### STUDY MATERIAL
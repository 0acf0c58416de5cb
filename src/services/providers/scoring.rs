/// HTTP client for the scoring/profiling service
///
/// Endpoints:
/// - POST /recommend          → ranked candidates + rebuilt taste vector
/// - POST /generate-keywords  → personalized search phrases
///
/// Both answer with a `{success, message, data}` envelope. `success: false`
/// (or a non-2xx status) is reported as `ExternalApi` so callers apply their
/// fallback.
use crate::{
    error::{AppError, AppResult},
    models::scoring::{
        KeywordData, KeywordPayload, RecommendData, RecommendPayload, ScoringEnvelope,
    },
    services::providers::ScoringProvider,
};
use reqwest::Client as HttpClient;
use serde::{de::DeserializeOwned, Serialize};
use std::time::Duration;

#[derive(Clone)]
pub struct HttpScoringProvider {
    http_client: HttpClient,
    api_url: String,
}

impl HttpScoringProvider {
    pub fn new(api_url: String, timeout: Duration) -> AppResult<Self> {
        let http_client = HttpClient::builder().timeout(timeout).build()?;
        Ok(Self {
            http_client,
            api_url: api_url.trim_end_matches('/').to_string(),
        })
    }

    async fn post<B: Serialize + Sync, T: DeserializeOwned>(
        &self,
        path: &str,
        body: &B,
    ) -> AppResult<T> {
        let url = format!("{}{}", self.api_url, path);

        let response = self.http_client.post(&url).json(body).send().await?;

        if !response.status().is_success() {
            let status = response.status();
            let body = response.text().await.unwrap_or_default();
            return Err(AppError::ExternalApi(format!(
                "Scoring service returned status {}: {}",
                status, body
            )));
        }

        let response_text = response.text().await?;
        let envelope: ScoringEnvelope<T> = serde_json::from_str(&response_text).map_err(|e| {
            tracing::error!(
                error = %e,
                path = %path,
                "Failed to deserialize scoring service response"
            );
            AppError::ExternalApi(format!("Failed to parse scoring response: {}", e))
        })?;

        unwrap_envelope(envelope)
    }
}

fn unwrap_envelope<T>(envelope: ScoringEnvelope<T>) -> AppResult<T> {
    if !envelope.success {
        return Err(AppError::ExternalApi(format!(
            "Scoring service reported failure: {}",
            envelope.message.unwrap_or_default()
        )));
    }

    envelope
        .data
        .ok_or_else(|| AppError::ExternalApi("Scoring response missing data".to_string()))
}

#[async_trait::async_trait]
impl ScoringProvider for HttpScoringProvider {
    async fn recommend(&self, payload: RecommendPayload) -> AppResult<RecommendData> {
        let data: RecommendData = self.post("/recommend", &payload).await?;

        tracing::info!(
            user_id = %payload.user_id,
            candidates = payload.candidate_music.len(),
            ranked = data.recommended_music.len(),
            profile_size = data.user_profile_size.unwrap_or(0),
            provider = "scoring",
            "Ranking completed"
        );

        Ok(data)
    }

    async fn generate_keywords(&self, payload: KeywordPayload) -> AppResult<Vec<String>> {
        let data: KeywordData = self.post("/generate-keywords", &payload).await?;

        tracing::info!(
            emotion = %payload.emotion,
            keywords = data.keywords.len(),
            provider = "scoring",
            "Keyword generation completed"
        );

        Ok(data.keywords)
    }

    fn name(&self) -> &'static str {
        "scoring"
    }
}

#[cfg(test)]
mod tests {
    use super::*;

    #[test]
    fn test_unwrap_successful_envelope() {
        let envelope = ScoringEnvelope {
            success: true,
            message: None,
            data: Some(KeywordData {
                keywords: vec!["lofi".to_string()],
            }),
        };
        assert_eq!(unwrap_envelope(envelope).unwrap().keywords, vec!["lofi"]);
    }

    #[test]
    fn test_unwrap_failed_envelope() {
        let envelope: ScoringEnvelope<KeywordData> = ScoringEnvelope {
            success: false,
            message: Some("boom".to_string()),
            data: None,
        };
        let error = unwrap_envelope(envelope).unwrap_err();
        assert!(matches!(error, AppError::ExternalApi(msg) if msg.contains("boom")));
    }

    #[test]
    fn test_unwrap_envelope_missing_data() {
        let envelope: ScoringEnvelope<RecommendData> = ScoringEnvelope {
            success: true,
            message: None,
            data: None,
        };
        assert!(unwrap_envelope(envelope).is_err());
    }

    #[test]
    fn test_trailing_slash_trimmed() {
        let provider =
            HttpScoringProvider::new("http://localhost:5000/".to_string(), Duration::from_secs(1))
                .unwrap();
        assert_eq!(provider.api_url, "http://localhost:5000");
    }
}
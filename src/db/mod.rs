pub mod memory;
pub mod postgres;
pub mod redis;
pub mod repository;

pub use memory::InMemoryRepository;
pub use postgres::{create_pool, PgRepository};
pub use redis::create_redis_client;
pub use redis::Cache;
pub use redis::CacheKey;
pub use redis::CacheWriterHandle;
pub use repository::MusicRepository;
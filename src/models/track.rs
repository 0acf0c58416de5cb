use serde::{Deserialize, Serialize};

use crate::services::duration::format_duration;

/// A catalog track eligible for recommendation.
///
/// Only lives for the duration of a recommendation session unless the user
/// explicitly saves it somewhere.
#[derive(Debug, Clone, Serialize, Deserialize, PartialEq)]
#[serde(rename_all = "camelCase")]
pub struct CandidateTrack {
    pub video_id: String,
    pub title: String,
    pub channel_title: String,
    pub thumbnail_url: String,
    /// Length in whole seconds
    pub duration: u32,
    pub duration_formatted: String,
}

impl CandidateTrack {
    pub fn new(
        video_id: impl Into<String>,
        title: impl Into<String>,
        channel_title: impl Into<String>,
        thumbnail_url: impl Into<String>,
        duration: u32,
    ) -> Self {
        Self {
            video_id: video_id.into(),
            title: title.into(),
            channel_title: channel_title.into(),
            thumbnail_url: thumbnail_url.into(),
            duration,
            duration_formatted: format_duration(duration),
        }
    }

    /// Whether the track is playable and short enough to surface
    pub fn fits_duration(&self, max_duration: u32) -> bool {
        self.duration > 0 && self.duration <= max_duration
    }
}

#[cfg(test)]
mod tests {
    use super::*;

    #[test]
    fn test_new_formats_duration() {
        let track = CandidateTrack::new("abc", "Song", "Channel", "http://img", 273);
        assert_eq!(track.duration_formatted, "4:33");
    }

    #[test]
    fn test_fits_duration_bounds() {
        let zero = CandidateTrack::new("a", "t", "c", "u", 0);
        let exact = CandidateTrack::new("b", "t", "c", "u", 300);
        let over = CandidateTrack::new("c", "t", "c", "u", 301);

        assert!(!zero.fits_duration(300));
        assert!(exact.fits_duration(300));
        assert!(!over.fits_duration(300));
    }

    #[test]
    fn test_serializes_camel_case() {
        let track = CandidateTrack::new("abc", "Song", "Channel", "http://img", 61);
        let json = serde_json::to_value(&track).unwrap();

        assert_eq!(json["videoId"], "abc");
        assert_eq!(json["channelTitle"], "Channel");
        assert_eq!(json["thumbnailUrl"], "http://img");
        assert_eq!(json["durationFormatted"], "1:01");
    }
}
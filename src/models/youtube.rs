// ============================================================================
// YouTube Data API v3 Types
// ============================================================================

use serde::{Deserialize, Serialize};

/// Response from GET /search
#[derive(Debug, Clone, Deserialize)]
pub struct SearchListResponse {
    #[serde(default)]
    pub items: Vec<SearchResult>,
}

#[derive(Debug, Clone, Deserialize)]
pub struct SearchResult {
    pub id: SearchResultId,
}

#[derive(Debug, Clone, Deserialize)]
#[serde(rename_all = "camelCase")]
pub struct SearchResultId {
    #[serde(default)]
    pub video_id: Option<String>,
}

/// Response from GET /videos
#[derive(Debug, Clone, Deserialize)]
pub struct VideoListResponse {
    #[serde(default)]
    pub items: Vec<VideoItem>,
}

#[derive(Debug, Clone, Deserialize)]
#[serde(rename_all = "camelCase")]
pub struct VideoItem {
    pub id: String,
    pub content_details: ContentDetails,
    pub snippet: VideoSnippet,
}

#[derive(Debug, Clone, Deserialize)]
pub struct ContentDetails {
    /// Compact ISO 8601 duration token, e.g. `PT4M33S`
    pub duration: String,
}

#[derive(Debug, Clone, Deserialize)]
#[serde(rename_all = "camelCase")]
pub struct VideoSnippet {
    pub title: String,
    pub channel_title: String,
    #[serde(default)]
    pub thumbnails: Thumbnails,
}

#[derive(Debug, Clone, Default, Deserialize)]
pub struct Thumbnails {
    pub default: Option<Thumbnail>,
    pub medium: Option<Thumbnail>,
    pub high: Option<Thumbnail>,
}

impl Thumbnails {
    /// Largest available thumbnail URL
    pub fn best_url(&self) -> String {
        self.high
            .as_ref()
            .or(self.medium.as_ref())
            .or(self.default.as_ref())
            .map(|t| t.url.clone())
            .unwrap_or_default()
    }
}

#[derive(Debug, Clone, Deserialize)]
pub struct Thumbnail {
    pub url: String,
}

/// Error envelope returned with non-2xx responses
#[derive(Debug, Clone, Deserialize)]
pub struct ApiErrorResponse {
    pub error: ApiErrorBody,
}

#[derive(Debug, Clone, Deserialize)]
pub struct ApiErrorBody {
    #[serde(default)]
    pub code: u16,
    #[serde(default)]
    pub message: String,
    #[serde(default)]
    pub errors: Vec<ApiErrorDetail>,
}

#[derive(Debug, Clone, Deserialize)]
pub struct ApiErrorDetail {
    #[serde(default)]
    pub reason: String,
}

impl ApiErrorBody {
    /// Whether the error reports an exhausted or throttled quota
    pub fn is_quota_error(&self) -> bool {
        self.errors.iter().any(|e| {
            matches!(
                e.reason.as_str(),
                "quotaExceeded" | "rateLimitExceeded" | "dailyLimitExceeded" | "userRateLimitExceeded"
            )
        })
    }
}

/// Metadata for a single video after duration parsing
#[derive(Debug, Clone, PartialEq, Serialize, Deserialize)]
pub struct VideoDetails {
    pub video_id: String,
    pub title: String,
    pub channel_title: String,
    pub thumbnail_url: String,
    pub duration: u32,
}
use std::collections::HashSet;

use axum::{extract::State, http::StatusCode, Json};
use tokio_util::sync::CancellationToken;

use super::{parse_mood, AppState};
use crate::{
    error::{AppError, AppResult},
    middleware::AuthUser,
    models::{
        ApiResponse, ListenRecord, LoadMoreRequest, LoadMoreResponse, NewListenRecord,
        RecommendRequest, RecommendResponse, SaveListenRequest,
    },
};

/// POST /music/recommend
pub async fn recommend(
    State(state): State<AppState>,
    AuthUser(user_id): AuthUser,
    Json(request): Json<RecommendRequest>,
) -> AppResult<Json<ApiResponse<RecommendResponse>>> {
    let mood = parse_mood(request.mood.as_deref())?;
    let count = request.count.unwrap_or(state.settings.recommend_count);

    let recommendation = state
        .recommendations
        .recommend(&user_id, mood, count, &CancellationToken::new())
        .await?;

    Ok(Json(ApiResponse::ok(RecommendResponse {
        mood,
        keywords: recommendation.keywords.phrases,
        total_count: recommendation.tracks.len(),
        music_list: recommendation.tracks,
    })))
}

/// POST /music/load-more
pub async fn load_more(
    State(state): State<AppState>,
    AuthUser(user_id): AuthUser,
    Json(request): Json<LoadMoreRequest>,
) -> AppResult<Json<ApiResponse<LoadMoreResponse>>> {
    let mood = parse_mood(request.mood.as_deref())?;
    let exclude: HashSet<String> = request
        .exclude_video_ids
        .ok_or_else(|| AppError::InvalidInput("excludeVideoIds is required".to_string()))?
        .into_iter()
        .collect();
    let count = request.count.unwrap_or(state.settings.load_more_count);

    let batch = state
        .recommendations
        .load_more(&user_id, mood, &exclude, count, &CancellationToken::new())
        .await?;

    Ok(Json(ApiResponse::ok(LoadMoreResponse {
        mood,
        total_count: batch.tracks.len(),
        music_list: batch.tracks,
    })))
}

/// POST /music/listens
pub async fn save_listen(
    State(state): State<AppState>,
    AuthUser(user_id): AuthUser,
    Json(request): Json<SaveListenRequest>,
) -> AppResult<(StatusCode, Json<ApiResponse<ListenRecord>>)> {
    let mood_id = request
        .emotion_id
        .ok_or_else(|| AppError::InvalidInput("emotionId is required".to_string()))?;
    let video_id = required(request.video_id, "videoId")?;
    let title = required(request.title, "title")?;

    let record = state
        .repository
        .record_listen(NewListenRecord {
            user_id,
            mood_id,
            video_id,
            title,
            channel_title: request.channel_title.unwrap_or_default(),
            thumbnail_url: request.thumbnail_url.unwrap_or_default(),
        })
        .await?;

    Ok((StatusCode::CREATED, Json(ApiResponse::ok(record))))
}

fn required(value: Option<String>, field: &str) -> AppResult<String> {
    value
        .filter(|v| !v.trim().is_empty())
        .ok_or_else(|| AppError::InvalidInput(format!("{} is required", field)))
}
######
### STUDY MATERIAL
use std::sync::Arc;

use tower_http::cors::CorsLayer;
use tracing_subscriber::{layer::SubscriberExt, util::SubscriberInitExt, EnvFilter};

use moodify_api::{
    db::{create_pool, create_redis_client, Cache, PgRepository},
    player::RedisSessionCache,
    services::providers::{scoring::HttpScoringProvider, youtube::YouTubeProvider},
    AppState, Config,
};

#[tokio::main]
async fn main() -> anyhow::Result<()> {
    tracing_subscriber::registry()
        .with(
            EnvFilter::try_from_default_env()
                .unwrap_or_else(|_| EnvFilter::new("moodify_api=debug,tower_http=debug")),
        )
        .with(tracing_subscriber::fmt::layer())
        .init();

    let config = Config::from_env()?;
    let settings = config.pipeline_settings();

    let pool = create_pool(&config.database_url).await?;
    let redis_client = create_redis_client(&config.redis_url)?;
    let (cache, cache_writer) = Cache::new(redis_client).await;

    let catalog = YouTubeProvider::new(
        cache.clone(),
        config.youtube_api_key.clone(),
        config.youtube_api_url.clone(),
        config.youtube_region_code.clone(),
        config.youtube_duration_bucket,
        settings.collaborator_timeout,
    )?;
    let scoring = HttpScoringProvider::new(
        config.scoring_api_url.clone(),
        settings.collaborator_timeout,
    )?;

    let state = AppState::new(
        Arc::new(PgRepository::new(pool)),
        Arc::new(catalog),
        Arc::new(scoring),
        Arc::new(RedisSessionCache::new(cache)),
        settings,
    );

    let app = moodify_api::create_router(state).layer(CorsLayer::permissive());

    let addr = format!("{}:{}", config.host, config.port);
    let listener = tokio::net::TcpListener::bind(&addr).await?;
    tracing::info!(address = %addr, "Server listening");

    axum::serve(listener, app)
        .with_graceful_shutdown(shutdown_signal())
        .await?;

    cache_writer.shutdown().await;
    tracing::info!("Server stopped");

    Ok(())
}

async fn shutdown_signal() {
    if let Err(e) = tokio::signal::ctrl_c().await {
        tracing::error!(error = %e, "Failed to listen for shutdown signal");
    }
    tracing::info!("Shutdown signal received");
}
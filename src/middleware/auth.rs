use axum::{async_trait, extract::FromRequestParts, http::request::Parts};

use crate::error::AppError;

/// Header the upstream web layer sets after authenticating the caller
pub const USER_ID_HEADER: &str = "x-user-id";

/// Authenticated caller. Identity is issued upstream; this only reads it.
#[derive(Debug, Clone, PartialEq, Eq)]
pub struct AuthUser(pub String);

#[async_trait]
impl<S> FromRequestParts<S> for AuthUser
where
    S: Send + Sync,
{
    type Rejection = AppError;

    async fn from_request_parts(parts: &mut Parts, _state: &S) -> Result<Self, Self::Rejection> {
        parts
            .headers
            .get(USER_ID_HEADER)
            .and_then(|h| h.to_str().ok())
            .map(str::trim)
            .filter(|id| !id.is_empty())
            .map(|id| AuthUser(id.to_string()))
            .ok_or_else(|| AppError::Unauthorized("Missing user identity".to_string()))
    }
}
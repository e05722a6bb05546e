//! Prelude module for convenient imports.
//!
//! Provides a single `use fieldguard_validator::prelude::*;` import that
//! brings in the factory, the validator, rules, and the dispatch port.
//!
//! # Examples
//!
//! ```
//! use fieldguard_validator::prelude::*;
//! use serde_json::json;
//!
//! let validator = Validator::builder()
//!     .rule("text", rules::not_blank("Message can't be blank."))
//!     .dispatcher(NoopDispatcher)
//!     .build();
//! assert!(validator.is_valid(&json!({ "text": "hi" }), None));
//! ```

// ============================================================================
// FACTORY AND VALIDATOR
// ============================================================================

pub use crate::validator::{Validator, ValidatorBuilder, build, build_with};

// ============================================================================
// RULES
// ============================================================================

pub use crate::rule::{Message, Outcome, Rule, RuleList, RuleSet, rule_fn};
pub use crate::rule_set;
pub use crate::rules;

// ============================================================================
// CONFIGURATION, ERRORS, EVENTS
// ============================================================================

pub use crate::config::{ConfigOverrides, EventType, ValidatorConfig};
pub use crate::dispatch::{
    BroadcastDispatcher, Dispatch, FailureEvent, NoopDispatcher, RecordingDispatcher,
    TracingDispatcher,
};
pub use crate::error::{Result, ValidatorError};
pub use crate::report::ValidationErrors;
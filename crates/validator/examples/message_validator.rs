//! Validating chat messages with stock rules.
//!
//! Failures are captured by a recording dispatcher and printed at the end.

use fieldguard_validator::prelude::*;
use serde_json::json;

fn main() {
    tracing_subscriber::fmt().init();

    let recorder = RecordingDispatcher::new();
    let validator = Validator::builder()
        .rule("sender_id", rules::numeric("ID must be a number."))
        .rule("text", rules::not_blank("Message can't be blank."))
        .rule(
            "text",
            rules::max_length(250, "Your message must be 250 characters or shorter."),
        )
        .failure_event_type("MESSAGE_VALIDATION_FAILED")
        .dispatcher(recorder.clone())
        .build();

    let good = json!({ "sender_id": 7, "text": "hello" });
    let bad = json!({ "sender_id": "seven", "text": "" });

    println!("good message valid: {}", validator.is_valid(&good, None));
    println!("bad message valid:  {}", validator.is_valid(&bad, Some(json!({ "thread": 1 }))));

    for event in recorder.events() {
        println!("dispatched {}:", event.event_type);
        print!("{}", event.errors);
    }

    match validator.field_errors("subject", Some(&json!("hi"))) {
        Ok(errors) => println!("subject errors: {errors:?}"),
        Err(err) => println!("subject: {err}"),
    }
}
######
REQUIRED WORK
What lines in the data above contain the word "after"? Show them all.

WRITTEN REPLY
/// Metadata for a single video after duration parsing
/// Header the upstream web layer sets after authenticating the caller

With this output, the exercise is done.